New Small Business Tax Rule for 2022
The American Rescue Plan Act of 2021 is a $1.9 trillion economic stimulus bill designed to facilitate US recovery from the economic and health effects of the pandemic. After a change within the Act, starting in 2022, small business owners or freelancers that get paid from a digital payment service of a third-party settlement provider that accepts credit cards of their behalf, will be required to report the amount to the IRS. However, this will only apply if the amount received is more than $600 in total during the course of the year.
Due to the tax change, the IRS will be able to find out what a business has earned regardless of whether it is reported or not. Businesses selling on the sites like Etsy, Amazon or eBay, can expect to receive a 1099-K form after January 31, 2023 from the payment services they are using for purchases made in 2022. Filers of a 1099-K form must report the gross amount of reportable transactions for each month and for the entire year in separate boxes on the form. However, transactions for personal gifts, charitable contributions and reimbursements are specifically excluded from reporting.

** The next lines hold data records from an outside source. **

//! Scripted Moon Mission: a chain of phases, each passed or failed by a
//! single roll against its success rate.
//!
//! Timing and animation belong to the caller; [`MoonMission::advance`]
//! resolves whichever phase is in flight.

use std::time::Duration;
use rand::Rng;
use serde::{Deserialize, Serialize};
use tracing::{debug, info};

/// Points awarded for a completed landing.
pub const LANDING_SCORE: u32 = 100;

/// Mission phase.
#[derive(Debug, Clone, Copy, PartialEq, Eq, Hash, Serialize, Deserialize)]
pub enum MissionPhase {
    /// On the pad
    Ready,
    /// Earth launch
    Launch,
    /// Parking orbit stabilization
    Orbit,
    /// Trans-lunar injection
    Transfer,
    /// Powered descent
    Descent,
    /// Touchdown
    Landing,
    /// Landed
    Success,
    /// Lost
    Failure,
}

impl MissionPhase {
    /// Phases flown in order, excluding the terminal states.
    pub const FLIGHT: [MissionPhase; 5] = [
        MissionPhase::Launch,
        MissionPhase::Orbit,
        MissionPhase::Transfer,
        MissionPhase::Descent,
        MissionPhase::Landing,
    ];

    /// Display name.
    pub fn name(self) -> &'static str {
        match self {
            MissionPhase::Ready => "Ready",
            MissionPhase::Launch => "Earth Launch",
            MissionPhase::Orbit => "Orbit Stabilization",
            MissionPhase::Transfer => "Moon Transfer",
            MissionPhase::Descent => "Lunar Descent",
            MissionPhase::Landing => "Soft Landing",
            MissionPhase::Success => "Mission Complete",
            MissionPhase::Failure => "Mission Failed",
        }
    }

    /// One-line description.
    pub fn description(self) -> &'static str {
        match self {
            MissionPhase::Ready => "Prepare for launch",
            MissionPhase::Launch => "Escape Earth's atmosphere",
            MissionPhase::Orbit => "Achieve stable parking orbit",
            MissionPhase::Transfer => "Trans-lunar injection burn",
            MissionPhase::Descent => "Begin powered descent",
            MissionPhase::Landing => "Touch down on the Moon",
            MissionPhase::Success => "Successful Moon landing!",
            MissionPhase::Failure => "Better luck next time",
        }
    }

    /// How long the presentation should spend on the phase.
    pub fn duration(self) -> Duration {
        let ms = match self {
            MissionPhase::Launch | MissionPhase::Transfer | MissionPhase::Landing => 3000,
            MissionPhase::Orbit | MissionPhase::Descent => 2500,
            _ => 0,
        };
        Duration::from_millis(ms)
    }

    /// Chance of passing the phase.
    pub fn success_rate(self) -> f64 {
        match self {
            MissionPhase::Launch => 0.95,
            MissionPhase::Orbit => 0.9,
            MissionPhase::Transfer => 0.92,
            MissionPhase::Descent => 0.88,
            MissionPhase::Landing => 0.85,
            _ => 1.0,
        }
    }

    /// Phase entered after passing this one.
    pub fn next(self) -> Option<MissionPhase> {
        match self {
            MissionPhase::Ready => Some(MissionPhase::Launch),
            MissionPhase::Launch => Some(MissionPhase::Orbit),
            MissionPhase::Orbit => Some(MissionPhase::Transfer),
            MissionPhase::Transfer => Some(MissionPhase::Descent),
            MissionPhase::Descent => Some(MissionPhase::Landing),
            MissionPhase::Landing => Some(MissionPhase::Success),
            MissionPhase::Success | MissionPhase::Failure => None,
        }
    }

    /// Whether the phase is being flown.
    pub fn is_active(self) -> bool {
        Self::FLIGHT.contains(&self)
    }

    /// Whether the mission has ended.
    pub fn is_terminal(self) -> bool {
        matches!(self, MissionPhase::Success | MissionPhase::Failure)
    }
}

/// What one call to [`MoonMission::advance`] did.
#[derive(Debug, Clone, PartialEq)]
pub enum PhaseResult {
    /// The phase passed and `next` is now current
    Passed {
        /// Resolved phase
        phase: MissionPhase,
        /// Phase now in flight, or `Success`
        next: MissionPhase,
    },
    /// The phase failed and the mission is over
    Failed {
        /// Resolved phase
        phase: MissionPhase,
        /// Why
        reason: String,
    },
    /// Nothing in flight
    Idle,
}

/// Moon Mission state.
#[derive(Debug, Clone, Serialize, Deserialize)]
pub struct MoonMission {
    phase: MissionPhase,
    completed_phases: Vec<MissionPhase>,
    score: u32,
    attempts: u32,
    failure_reason: Option<String>,
}

impl Default for MoonMission {
    fn default() -> Self {
        Self::new()
    }
}

impl MoonMission {
    /// A mission on the pad.
    pub fn new() -> Self {
        Self {
            phase: MissionPhase::Ready,
            completed_phases: Vec::new(),
            score: 0,
            attempts: 0,
            failure_reason: None,
        }
    }

    /// Current phase.
    pub fn phase(&self) -> MissionPhase {
        self.phase
    }

    /// Phases passed in the current attempt.
    pub fn completed_phases(&self) -> &[MissionPhase] {
        &self.completed_phases
    }

    /// Points earned across attempts.
    pub fn score(&self) -> u32 {
        self.score
    }

    /// Missions started.
    pub fn attempts(&self) -> u32 {
        self.attempts
    }

    /// Share of attempts that ended in a landing, 0 before the first one.
    pub fn success_rate(&self) -> f32 {
        if self.attempts == 0 {
            0.0
        } else {
            (self.score / LANDING_SCORE) as f32 / self.attempts as f32
        }
    }

    /// Why the last attempt failed.
    pub fn failure_reason(&self) -> Option<&str> {
        self.failure_reason.as_deref()
    }

    /// Begin a new attempt from launch.
    pub fn start(&mut self) {
        self.phase = MissionPhase::Launch;
        self.completed_phases.clear();
        self.failure_reason = None;
        self.attempts += 1;
        info!("Moon mission attempt {} started", self.attempts);
    }

    /// Return to the pad, keeping score and attempt count.
    pub fn reset(&mut self) {
        self.phase = MissionPhase::Ready;
        self.completed_phases.clear();
        self.failure_reason = None;
    }

    /// Resolve the phase in flight.
    pub fn advance<R: Rng + ?Sized>(&mut self, rng: &mut R) -> PhaseResult {
        let phase = self.phase;
        if !phase.is_active() {
            return PhaseResult::Idle;
        }

        let roll: f64 = rng.gen();
        if roll > phase.success_rate() {
            let reason = failure_reason(phase, rng);
            info!("Moon mission failed during {}: {}", phase.name(), reason);
            self.phase = MissionPhase::Failure;
            self.failure_reason = Some(reason.clone());
            return PhaseResult::Failed { phase, reason };
        }

        self.completed_phases.push(phase);
        let next = phase.next().unwrap_or(MissionPhase::Success);
        self.phase = next;
        if next == MissionPhase::Success {
            self.score += LANDING_SCORE;
            info!("Moon landing achieved, score {}", self.score);
        } else {
            debug!("{} complete, entering {}", phase.name(), next.name());
        }
        PhaseResult::Passed { phase, next }
    }

    /// Fly phases until the mission ends, returning the final phase.
    ///
    /// Starts a new attempt if the mission is not already in flight.
    pub fn run<R: Rng + ?Sized>(&mut self, rng: &mut R) -> MissionPhase {
        if !self.phase.is_active() {
            self.start();
        }
        while self.phase.is_active() {
            self.advance(rng);
        }
        self.phase
    }
}

fn failure_reason<R: Rng + ?Sized>(phase: MissionPhase, rng: &mut R) -> String {
    let reasons = [
        format!("Engine malfunction during {}", phase.name().to_lowercase()),
        "Navigation error detected".to_string(),
        "Fuel exhausted prematurely".to_string(),
        "Communication lost".to_string(),
        "Unexpected system failure".to_string(),
    ];
    let pick: f64 = rng.gen();
    let idx = ((pick * reasons.len() as f64) as usize).min(reasons.len() - 1);
    reasons[idx].clone()
}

In a press statement about the new tax reporting changes, PayPal advises that businesses can also expect to be asked additional questions from their payment service provider. Businesses may notice that in the coming months they will be asked for their tax information, like a social security number or tax ID, if it hasn’t already been provided. This information will be needed in order to continue using accepting payments for the sale of goods and services and to ensure there aren’t any issues when these changes take effect in 2022.
Congress Exploring More COVID Relief for Small Business Owners
A group of lawmakers has started exploring another round of coronavirus relief funding for small businesses as a surge of the highly contagious omicron variant threatens to unleash more economic havoc.
Senators Ben Cardin and Roger Wicker are crafting a package based on a bill the pair previously introduced in August that would replenish the Restaurant Revitalization Fund, a program that gave food and beverage providers grants equal to their pandemic-related revenue loss, with a maximum of $10 million per business and $5 million per location.
The Restaurant Revitalization Fund paid out approximately $29 billion to eligible applicants. Businesses could use the grants to cover expenses, rent and supply costs. The fund ran out of money in less than two months after providing grants to more than 100,000 businesses.
The proposed legislation, which failed to pass, would have allocated an additional $48 billion to the fund. Wicker and Cardin put together a $68 billion proposal in mid-December that included a mix of new spending and reallocation of unused cash authorized under previous packages.
The White House has maintained that it has the resources needed to respond to any disruptions caused by the omicron spread. When asked about the possibility of a relief package that targets restaurants and other small businesses, Press Secretary Jen Psaki pointed to the $1.9 trillion package that Democrats passed nearly a year ago stating, “…we did a major relief package that included helping restaurants just last year.”
Only about one-third of restaurants that applied for relief through the fund received a grant, and the Independent Restaurant Coalition estimates that nearly 80% of restaurants could close this winter without additional aid.
The IRS Set Deadline for Amended Research & Design Tax Returns
The IRS recently began requiring companies filing retroactively for Research & Design tax credits to include more detailed supporting documentation and substantiation. According to the IRS’s Memorandum, this documentation includes: all research activities performed; all individuals who performed each research activity; all information each individual sought to discover; total qualified employee wage expenses; total qualified supply expenses; and total qualified contract research expenses for the claim year.
Additionally, if new regulations in the Build Back Better Act aren’t passed, amortization rules relating to the R&D tax credit’s accounting method and utilization will also take effect. As a result, these changes may also make claiming the credit more difficult and reduce the tax credit’s immediate benefit.
The formal rules were announced on October 15, 2021 with an effective date of January 10, 2022. This means that if a business is filing for R&D tax credits for a prior year and the recordkeeping hasn’t met the newly introduced criteria, they will not be accepted. Any current and new research activities must adhere to these new reporting standards in order to claim R&D tax credits.